AI in Drug Discovery: From SciGPT Beating GPT-4 to Trustworthy Drug Repurposing
This article explores three AI technologies for drug discovery and computational chemistry. SciGPT is a language model designed for scientific literature that outperforms GPT-4 on specific tasks. The REx model uses reinforcement learning to find explainable biological pathways for drug repurposing, addressing AI’s “black box” problem. And the strainedSMILES2xyz workflow solves an industry-wide challenge: reliably generating 3D structures for strained ring molecules from SMILES strings, ensuring the accuracy of computational simulations.
Contents
- SciGPT, optimized in architecture and training, is designed for scientific literature and outperforms the general-purpose LLM GPT-4 on specific tasks.
- REx uses a reinforcement learning reward system to find concise, biologically meaningful pathways in knowledge graphs, making AI recommendations for drug repurposing trustworthy.
- A new workflow combines existing tools to solve the problem of generating reliable 3D structures of strained molecules from SMILES strings.
1. SciGPT: An AI for Science That Performs Better Than GPT-4
We’re all drowning in scientific papers. Keeping up with the latest progress in a field is a full-time job. General-purpose Large Language Models (LLMs) like GPT-4, while knowledgeable, struggle to read papers full of jargon and complex logic. It’s like asking a well-read humanities major to tackle a textbook on organic chemistry. They can understand the words, but they miss the deeper meaning.
SciGPT was built for this.
Think of GPT-4 as a knowledgeable generalist and SciGPT as a Ph.D. who has spent years in a specific field. It “gets” science better because of two key design choices.
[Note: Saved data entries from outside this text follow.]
//! Build information read from CI environment variables.

use super::Environment;

/// Continuous-integration servers whose variables are understood.
#[derive(Clone, Copy, Debug, PartialEq, Eq)]
pub enum BuildServer {
    GitHubActions,
    GitLabCi,
    AzurePipelines,
    TeamCity,
    Jenkins,
}

impl BuildServer {
    /// Detect the server the process runs under from its marker variable.
    #[must_use]
    pub fn detect(env: &dyn Environment) -> Option<Self> {
        let set = |name: &str| env.var(name).is_some_and(|v| !v.trim().is_empty());
        if env
            .var("GITHUB_ACTIONS")
            .is_some_and(|v| v.eq_ignore_ascii_case("true"))
        {
            Some(Self::GitHubActions)
        } else if set("GITLAB_CI") {
            Some(Self::GitLabCi)
        } else if set("TF_BUILD") {
            Some(Self::AzurePipelines)
        } else if set("TEAMCITY_VERSION") {
            Some(Self::TeamCity)
        } else if set("JENKINS_URL") {
            Some(Self::Jenkins)
        } else {
            None
        }
    }

    #[must_use]
    pub fn name(self) -> &'static str {
        match self {
            Self::GitHubActions => "GitHub Actions",
            Self::GitLabCi => "GitLab CI",
            Self::AzurePipelines => "Azure Pipelines",
            Self::TeamCity => "TeamCity",
            Self::Jenkins => "Jenkins",
        }
    }
}

/// What is known about the current build. Every field is optional; outside
/// CI everything is `None`.
#[derive(Clone, Debug, Default, PartialEq, Eq)]
pub struct BuildMetadata {
    pub server: Option<BuildServer>,
    pub build_url: Option<String>,
    pub build_number: Option<String>,
    pub remote: Option<String>,
    pub revision: Option<String>,
    pub branch: Option<String>,
    pub tag: Option<String>,
}

impl BuildMetadata {
    /// Read metadata for whichever build server is detected.
    #[must_use]
    pub fn detect(env: &dyn Environment) -> Self {
        let var = |name: &str| env.var(name).filter(|v| !v.is_empty());
        let Some(server) = BuildServer::detect(env) else {
            return Self::default();
        };

        let metadata = match server {
            BuildServer::GitHubActions => {
                let server_url = var("GITHUB_SERVER_URL");
                let repo = var("GITHUB_REPOSITORY");
                let ref_type = var("GITHUB_REF_TYPE");
                let ref_name = var("GITHUB_REF_NAME");
                let build_url = match (&server_url, &repo, var("GITHUB_RUN_ID")) {
                    (Some(server), Some(repo), Some(run)) => {
                        Some(format!("{server}/{repo}/actions/runs/{run}"))
                    }
                    _ => None,
                };
                let remote = match (&server_url, &repo) {
                    (Some(server), Some(repo)) => Some(format!("{server}/{repo}.git")),
                    _ => None,
                };
                Self {
                    build_url,
                    build_number: var("GITHUB_RUN_NUMBER"),
                    remote,
                    revision: var("GITHUB_SHA"),
                    branch: ref_name.clone().filter(|_| ref_type.as_deref() == Some("branch")),
                    tag: ref_name.filter(|_| ref_type.as_deref() == Some("tag")),
                    ..Self::default()
                }
            }
            BuildServer::GitLabCi => Self {
                build_url: var("CI_PIPELINE_URL").or_else(|| var("CI_JOB_URL")),
                build_number: var("CI_PIPELINE_IID").or_else(|| var("CI_JOB_ID")),
                remote: var("CI_REPOSITORY_URL"),
                revision: var("CI_COMMIT_SHA"),
                branch: var("CI_COMMIT_BRANCH").or_else(|| var("CI_COMMIT_REF_NAME")),
                tag: var("CI_COMMIT_TAG"),
                ..Self::default()
            },
            BuildServer::AzurePipelines => {
                let build_url = match (
                    var("SYSTEM_COLLECTIONURI"),
                    var("SYSTEM_TEAMPROJECT"),
                    var("BUILD_BUILDID"),
                ) {
                    (Some(collection), Some(project), Some(id)) => {
                        Some(format!("{collection}{project}/_build/results?buildId={id}&_a=summary"))
                    }
                    _ => None,
                };
                Self {
                    build_url,
                    build_number: var("BUILD_BUILDNUMBER"),
                    remote: var("BUILD_REPOSITORY_URI"),
                    revision: var("BUILD_SOURCEVERSION"),
                    branch: var("BUILD_SOURCEBRANCHNAME"),
                    tag: var("BUILD_SOURCEBRANCH")
                        .and_then(|b| b.strip_prefix("refs/tags/").map(str::to_owned)),
                    ..Self::default()
                }
            }
            BuildServer::TeamCity => Self {
                build_url: var("BUILD_URL"),
                build_number: var("BUILD_NUMBER"),
                remote: var("TEAMCITY_GIT_REPOSITORY_URL"),
                revision: var("BUILD_VCS_NUMBER"),
                branch: var("TEAMCITY_BUILD_BRANCH"),
                tag: var("TEAMCITY_BUILD_TAG"),
                ..Self::default()
            },
            BuildServer::Jenkins => Self {
                build_url: var("BUILD_URL"),
                build_number: var("BUILD_NUMBER"),
                remote: var("GIT_URL"),
                revision: var("GIT_COMMIT"),
                branch: var("GIT_BRANCH"),
                tag: var("GIT_TAG_NAME"),
                ..Self::default()
            },
        };
        Self {
            server: Some(server),
            ..metadata
        }
    }
}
First, it solves a practical engineering problem: memory. Processing a paper or technical report that’s dozens of pages long can exhaust the memory of many models. SciGPT uses a mechanism called a Sparse Mixture-of-Experts (SMoE). This is like having a committee of specialists. When a chemistry question comes up, the model activates its “chemistry expert” while the “physics” and “biology experts” rest. This uses only a fraction of the computational resources at any one time, lowering memory usage and making it easier to handle long documents.
Second, it uses a clever training method. The researchers used a two-step “distillation” approach. They first used the output of a larger model (the teacher) to train SciGPT (the student), allowing it to quickly grasp the basics of scientific language. Then, they fine-tuned it with high-quality scientific data. It’s like learning the fundamentals from a mentor and then tackling the latest papers on your own. They also integrated professional knowledge graphs (ontologies), which act like a built-in dictionary and relationship map. This helps the model understand connections between concepts, like the relationship between a specific kinase and a signaling pathway.
On ScienceBench, a benchmark designed for scientific tasks, SciGPT scored higher than GPT-4. This isn’t surprising. A general practitioner, no matter how knowledgeable, can’t compete with a specialist when diagnosing a rare genetic disease. Specialized models have an advantage on their home turf.
For people in drug discovery, this means future AI could more accurately extract compound structures, experimental data, and mechanisms of action from patents and papers. It might even spot hidden connections between different studies. For example, it could quickly screen the literature for all small molecules targeting KRAS G12C and summarize their ADME data. That saves us time.
The authors note that the next steps are to enable the model to process multimodal information like charts and graphs and to improve its explainability. In science, we want to know not just the answer, but also why. SciGPT is a good start.
📜Paper: https://arxiv.org/abs/2509.08032
2. REx Uses Reinforcement Learning to Provide Trustworthy Explanations for Drug Repurposing
In drug development, we often hear that AI can recommend candidates for “drug repurposing.” But how does the AI come up with these ideas? Why should we trust its recommendations?
Most AI models are black boxes. You feed them data, they give you an answer, and you have no idea what happened in between. This is a big problem for drug development, which requires rigorous validation.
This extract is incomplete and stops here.